Troubleshooting Matrix: Common Half-Bridge Failures
| Symptom | Probable Cause | Actionable Fix |
|---|---|---|
| Arduino resets or freezes when the load engages. | Ground Bounce: High di/dt switching currents are injecting noise into the Arduino's ground reference. | Implement 'star grounding'. Connect the Arduino ground, gate driver ground, and power supply ground at a single physical point. Add a 100µF bulk capacitor and a 0.1µF ceramic bypass cap directly at the half-bridge power pins. |
| High-side MOSFET gets hot instantly, even with no load. | Bootstrap Starvation: The PWM frequency is too low, or duty cycle is too high, starving the bootstrap cap. | Ensure PWM frequency is at least 1kHz to allow the cap to recharge. Verify the bootstrap diode is a fast-recovery type (UF4007), not a slow 1N4007. |
| Low-side MOSFET blows up violently. | Inductive Kickback: Missing or inadequate freewheeling diodes across the load. | Add a Schottky diode (e.g., MBR20100CT) across the load. Do not rely on the MOSFET's internal body diode, as its reverse recovery time (trr) is too slow for high-frequency PWM. |
| Gate driver IC overheats or outputs erratic signals. | Missing Gate Resistors: Parasitic inductance in PCB traces is causing high-frequency ringing on the gate. | Solder a 10Ω to 33Ω carbon film resistor as close to the MOSFET gate pin as possible to dampen ringing. Add a 10kΩ pull-down resistor from gate to source to ensure it stays off during Arduino boot-up. |
Authoritative Resources & Further Reading
To deepen your understanding of power electronics and microcontroller integration, consult the following industry-standard resources:
- Texas Instruments Gate Driver Tutorials - An excellent video series and accompanying whitepapers detailing bootstrap design, dead-time calculations, and smart gate driver architectures.

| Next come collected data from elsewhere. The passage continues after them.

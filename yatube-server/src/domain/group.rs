use serde::{Deserialize, Serialize};
use slug::slugify;

use super::error::DomainError;

const TITLE_MAX_CHARS: usize = 200;
const SLUG_MAX_CHARS: usize = 50;

#[derive(Debug, Clone, PartialEq, Eq, Serialize, Deserialize)]
pub(crate) struct Group {
    pub(crate) id: i64,
    pub(crate) title: String,
    pub(crate) slug: String,
    pub(crate) description: String,
}

impl Group {
    pub(crate) fn new(
        id: i64,
        title: impl Into<String>,
        slug: impl Into<String>,
        description: impl Into<String>,
    ) -> Result<Self, DomainError> {
        if id <= 0 {
            return Err(DomainError::validation("id", "must be > 0"));
        }
        let title = normalize_title(&title.into())?;
        let slug = validate_slug(&slug.into())?;

        Ok(Self {
            id,
            title,
            slug,
            description: description.into(),
        })
    }
}

#[derive(Debug, Clone, Serialize, Deserialize)]
pub(crate) struct CreateGroupRequest {
    pub(crate) title: String,
    pub(crate) slug: Option<String>,
    pub(crate) description: String,
}

impl CreateGroupRequest {
    /// Пустой slug выводится из заголовка.
    pub(crate) fn validate(self) -> Result<Self, DomainError> {
        let title = normalize_title(&self.title)?;
        let slug = match self.slug.as_deref().map(str::trim) {
            Some(slug) if !slug.is_empty() => validate_slug(slug)?,
            _ => validate_slug(&slugify(&title))?,
        };

        Ok(Self {
            title,
            slug: Some(slug),
            description: self.description.trim().to_string(),
        })
    }
}

fn normalize_title(title: &str) -> Result<String, DomainError> {
    let title = title.trim();
    if title.is_empty() || title.chars().count() > TITLE_MAX_CHARS {
        return Err(DomainError::validation("title", "must be 1..200 chars"));
    }
    Ok(title.to_string())
}

fn validate_slug(slug: &str) -> Result<String, DomainError> {
    if slug.is_empty() || slug.len() > SLUG_MAX_CHARS {
        return Err(DomainError::validation("slug", "must be 1..50 chars"));
    }
    if slugify(slug) != slug {
        return Err(DomainError::validation(
            "slug",
            "may contain only lowercase latin letters, digits and hyphens",
        ));
    }
    Ok(slug.to_string())
}
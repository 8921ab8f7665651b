//! Постраничная разбивка упорядоченных списков.
//!
//! Номер страницы за пределами диапазона даёт пустую страницу, а не ошибку.

use std::ops::RangeInclusive;

#[derive(Debug, Clone, Copy, PartialEq, Eq)]
pub(crate) struct Paginator {
    page_size: u32,
}

impl Paginator {
    pub(crate) const DEFAULT_PAGE_SIZE: u32 = 10;

    pub(crate) fn new(page_size: u32) -> Self {
        let page_size = if page_size == 0 {
            Self::DEFAULT_PAGE_SIZE
        } else {
            page_size
        };
        Self { page_size }
    }

    pub(crate) fn paginate<T>(&self, items: Vec<T>, page_number: u32) -> Page<T> {
        let number = page_number.max(1);
        let total_items = items.len();
        let size = self.page_size as usize;
        let offset = (number as usize - 1).saturating_mul(size);

        let items = items.into_iter().skip(offset).take(size).collect();
        let num_pages = total_items.div_ceil(size).max(1) as u32;

        Page {
            items,
            number,
            total_items,
            num_pages,
        }
    }
}

impl Default for Paginator {
    fn default() -> Self {
        Self::new(Self::DEFAULT_PAGE_SIZE)
    }
}

/// Разбирает `?page=` снисходительно: отсутствующее, нечисловое или нулевое значение даёт 1.
pub(crate) fn parse_page_number(raw: Option<&str>) -> u32 {
    raw.and_then(|value| value.trim().parse::<u32>().ok())
        .filter(|number| *number > 0)
        .unwrap_or(1)
}

#[derive(Debug, Clone)]
pub(crate) struct Page<T> {
    pub(crate) items: Vec<T>,
    pub(crate) number: u32,
    pub(crate) total_items: usize,
    pub(crate) num_pages: u32,
}

impl<T> Page<T> {
    pub(crate) fn has_next(&self) -> bool {
        self.number < self.num_pages
    }

    pub(crate) fn has_previous(&self) -> bool {
        self.number > 1 && self.number <= self.num_pages
    }

    pub(crate) fn next_page_number(&self) -> Option<u32> {
        self.has_next().then(|| self.number + 1)
    }

    pub(crate) fn previous_page_number(&self) -> Option<u32> {
        self.has_previous().then(|| self.number - 1)
    }

    pub(crate) fn page_range(&self) -> RangeInclusive<u32> {
        1..=self.num_pages
    }
}
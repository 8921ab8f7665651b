use async_trait::async_trait;

use crate::domain::error::DomainError;
use crate::domain::user::User;

#[derive(Debug, Clone)]
pub(crate) struct UserCredentials {
    pub(crate) user: User,
    pub(crate) password_hash: String,
}

#[derive(Debug, Clone)]
pub(crate) struct NewUser {
    pub(crate) username: String,
    pub(crate) password_hash: String,
}

#[async_trait]
pub(crate) trait UserRepository: Send + Sync {
    async fn create_user(&self, input: NewUser) -> Result<User, DomainError>;
    async fn find_by_username(&self, username: &str) -> Result<Option<UserCredentials>, DomainError>;
}
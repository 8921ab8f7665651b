use axum::{Json, Router, middleware::from_fn_with_state, routing::get};
use serde::Serialize;

use super::AppState;

pub(crate) mod app_error;
pub(crate) mod forms;
pub(crate) mod handlers;
pub(crate) mod middleware;
pub(crate) mod openapi;
pub(crate) mod routes;
pub(crate) mod views;

#[cfg(test)]
mod tests;

/// Все маршруты приложения; неизвестный путь отдаёт страницу 404.
pub(crate) fn routes(state: AppState) -> Router {
    Router::new()
        .route("/healthz", get(health_handler))
        .merge(routes::router())
        .fallback(handlers::pages::not_found)
        .layer(from_fn_with_state(
            state.clone(),
            middleware::auth::identify_caller,
        ))
        .with_state(state)
}

#[derive(Debug, Serialize)]
struct HealthzResponse {
    status: &'static str,
}

async fn health_handler() -> Json<HealthzResponse> {
    Json(HealthzResponse { status: "ok" })
}
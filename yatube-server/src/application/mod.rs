pub(crate) mod auth_service;
pub(crate) mod group_service;
pub(crate) mod pagination;
pub(crate) mod post_service;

- Arduino Official PWM Documentation - Essential reading for understanding how Arduino timers generate PWM, including the prescaler settings required to achieve the 16kHz+ frequencies needed for silent motor control and efficient gate driving.
- Infineon Power MOSFET Fundamentals - Comprehensive application notes covering MOSFET parasitics, the Miller effect, and thermal management strategies for high-current switching topologies.
By respecting the physics of gate charge, implementing robust dead-time, and selecting the correct logic-level components, your Arduino half bridge projects will transition from fragile breadboard experiments to reliable, high-power systems capable of driving heavy motors and complex inductive loads.